%%

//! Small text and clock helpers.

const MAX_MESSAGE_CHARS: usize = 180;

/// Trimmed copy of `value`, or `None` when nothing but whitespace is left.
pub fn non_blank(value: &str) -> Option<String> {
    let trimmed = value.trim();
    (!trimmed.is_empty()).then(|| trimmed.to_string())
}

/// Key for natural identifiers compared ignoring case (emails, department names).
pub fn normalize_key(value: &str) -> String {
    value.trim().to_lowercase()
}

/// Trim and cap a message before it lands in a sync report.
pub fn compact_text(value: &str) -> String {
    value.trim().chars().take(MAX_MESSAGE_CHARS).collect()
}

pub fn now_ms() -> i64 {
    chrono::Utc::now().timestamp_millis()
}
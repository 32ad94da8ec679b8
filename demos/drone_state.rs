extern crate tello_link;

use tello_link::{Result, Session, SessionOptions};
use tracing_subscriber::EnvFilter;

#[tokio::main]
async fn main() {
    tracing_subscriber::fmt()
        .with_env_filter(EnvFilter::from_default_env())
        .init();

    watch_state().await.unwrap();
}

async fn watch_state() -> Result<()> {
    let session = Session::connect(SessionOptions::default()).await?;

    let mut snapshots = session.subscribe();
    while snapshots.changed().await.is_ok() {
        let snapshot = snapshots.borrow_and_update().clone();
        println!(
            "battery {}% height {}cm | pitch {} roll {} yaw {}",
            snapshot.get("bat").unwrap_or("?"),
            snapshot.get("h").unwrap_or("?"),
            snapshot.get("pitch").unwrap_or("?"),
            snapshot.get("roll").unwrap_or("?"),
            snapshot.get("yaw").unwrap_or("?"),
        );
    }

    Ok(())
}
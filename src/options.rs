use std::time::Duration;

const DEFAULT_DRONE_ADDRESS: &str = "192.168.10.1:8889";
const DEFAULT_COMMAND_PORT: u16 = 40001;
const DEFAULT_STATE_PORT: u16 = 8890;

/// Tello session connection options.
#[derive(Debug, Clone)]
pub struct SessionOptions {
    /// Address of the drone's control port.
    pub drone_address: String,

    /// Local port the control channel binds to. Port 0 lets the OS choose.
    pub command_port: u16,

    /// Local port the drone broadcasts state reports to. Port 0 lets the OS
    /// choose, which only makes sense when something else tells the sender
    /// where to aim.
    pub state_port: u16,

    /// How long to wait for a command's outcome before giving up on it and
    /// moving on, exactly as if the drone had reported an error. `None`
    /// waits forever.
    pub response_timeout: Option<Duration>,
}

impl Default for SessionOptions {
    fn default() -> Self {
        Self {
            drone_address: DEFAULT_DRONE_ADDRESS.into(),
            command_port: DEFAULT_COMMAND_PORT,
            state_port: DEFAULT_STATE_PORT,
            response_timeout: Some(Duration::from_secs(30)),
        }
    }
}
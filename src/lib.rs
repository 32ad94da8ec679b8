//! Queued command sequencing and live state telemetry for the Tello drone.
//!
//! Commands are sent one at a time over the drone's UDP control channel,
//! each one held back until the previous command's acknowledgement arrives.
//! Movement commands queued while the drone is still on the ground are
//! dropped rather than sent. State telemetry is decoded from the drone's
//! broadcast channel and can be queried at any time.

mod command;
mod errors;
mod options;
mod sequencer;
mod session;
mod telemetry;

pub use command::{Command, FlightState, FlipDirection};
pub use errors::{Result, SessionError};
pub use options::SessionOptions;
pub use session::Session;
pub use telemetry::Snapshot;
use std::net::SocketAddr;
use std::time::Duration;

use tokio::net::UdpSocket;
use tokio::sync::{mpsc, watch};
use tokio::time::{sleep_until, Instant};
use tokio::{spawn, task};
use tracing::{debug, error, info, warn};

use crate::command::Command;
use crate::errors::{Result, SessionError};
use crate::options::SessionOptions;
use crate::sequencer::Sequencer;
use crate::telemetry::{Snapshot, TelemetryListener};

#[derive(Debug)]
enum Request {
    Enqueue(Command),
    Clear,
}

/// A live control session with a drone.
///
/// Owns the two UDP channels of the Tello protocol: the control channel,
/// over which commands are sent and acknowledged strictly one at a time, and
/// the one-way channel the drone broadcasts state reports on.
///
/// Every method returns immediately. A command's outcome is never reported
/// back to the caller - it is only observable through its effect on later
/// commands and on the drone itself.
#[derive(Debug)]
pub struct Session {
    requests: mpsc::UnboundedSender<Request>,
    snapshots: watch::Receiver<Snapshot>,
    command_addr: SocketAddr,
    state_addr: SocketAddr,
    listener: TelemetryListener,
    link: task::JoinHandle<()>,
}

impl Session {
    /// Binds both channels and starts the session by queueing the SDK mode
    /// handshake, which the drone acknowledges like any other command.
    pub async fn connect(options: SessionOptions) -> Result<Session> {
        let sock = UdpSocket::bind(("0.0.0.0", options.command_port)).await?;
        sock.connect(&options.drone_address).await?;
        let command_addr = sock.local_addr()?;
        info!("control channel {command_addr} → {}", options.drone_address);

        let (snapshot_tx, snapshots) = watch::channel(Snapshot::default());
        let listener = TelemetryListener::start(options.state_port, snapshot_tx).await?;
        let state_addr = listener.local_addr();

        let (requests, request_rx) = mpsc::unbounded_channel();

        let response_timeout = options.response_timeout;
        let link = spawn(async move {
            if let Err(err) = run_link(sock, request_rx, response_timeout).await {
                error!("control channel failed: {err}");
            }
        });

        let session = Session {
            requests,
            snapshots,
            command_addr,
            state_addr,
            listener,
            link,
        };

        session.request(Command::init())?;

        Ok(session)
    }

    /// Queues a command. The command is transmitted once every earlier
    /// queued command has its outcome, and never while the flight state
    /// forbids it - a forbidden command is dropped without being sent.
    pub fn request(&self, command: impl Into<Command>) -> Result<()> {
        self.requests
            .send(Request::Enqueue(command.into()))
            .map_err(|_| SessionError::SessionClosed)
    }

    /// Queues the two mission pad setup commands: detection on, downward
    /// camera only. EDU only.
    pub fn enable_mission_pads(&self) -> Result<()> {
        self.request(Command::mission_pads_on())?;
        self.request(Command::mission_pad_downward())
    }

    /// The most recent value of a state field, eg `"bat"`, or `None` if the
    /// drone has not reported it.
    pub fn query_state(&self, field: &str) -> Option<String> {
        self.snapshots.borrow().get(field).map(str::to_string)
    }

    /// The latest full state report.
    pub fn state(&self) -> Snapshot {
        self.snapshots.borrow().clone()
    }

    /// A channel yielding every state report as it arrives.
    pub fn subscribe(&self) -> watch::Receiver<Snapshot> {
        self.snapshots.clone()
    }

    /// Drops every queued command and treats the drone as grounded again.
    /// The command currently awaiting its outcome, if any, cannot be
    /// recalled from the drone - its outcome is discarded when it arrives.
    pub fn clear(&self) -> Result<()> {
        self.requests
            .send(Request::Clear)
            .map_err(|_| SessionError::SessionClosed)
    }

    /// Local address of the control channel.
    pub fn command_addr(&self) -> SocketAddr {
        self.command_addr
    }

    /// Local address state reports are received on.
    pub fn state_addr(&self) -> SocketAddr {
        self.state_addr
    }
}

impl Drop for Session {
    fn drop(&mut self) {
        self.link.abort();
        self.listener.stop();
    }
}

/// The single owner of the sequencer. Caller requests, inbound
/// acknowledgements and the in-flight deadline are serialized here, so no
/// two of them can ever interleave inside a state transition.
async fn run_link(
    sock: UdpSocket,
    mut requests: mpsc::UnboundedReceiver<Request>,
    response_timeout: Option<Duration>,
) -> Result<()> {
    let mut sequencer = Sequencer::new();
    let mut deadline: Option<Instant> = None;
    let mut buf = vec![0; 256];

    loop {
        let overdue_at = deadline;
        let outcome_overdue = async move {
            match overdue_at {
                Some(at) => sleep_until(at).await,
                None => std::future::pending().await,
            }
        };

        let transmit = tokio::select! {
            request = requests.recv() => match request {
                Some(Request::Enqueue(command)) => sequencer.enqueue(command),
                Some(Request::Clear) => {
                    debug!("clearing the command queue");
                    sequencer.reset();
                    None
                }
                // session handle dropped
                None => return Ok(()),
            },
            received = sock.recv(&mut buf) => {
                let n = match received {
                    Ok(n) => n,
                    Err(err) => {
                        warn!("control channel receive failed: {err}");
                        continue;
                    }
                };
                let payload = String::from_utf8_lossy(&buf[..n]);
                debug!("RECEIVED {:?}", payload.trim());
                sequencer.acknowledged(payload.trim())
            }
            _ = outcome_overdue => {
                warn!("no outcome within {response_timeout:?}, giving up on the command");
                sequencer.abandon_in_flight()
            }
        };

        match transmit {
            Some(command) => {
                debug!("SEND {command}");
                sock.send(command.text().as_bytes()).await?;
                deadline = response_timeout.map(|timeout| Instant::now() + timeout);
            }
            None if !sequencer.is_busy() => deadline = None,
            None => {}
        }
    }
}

%%

Write down again, exactly as given, only the lines above that fall from the line with "value.trim().to_lowercase()" to the line with "session connection options.", inclusive.

    value.trim().to_lowercase()
}

/// Trim and cap a message before it lands in a sync report.
pub fn compact_text(value: &str) -> String {
    value.trim().chars().take(MAX_MESSAGE_CHARS).collect()
}

pub fn now_ms() -> i64 {
    chrono::Utc::now().timestamp_millis()
}
repository 32ad94da8ec679b8
filename demos/drone_state.rs
extern crate tello_link;

use tello_link::{Result, Session, SessionOptions};
use tracing_subscriber::EnvFilter;

#[tokio::main]
async fn main() {
    tracing_subscriber::fmt()
        .with_env_filter(EnvFilter::from_default_env())
        .init();

    watch_state().await.unwrap();
}

async fn watch_state() -> Result<()> {
    let session = Session::connect(SessionOptions::default()).await?;

    let mut snapshots = session.subscribe();
    while snapshots.changed().await.is_ok() {
        let snapshot = snapshots.borrow_and_update().clone();
        println!(
            "battery {}% height {}cm | pitch {} roll {} yaw {}",
            snapshot.get("bat").unwrap_or("?"),
            snapshot.get("h").unwrap_or("?"),
            snapshot.get("pitch").unwrap_or("?"),
            snapshot.get("roll").unwrap_or("?"),
            snapshot.get("yaw").unwrap_or("?"),
        );
    }

    Ok(())
}
filename src/options.rs
use std::time::Duration;

const DEFAULT_DRONE_ADDRESS: &str = "192.168.10.1:8889";
const DEFAULT_COMMAND_PORT: u16 = 40001;
const DEFAULT_STATE_PORT: u16 = 8890;

/// Tello session connection options.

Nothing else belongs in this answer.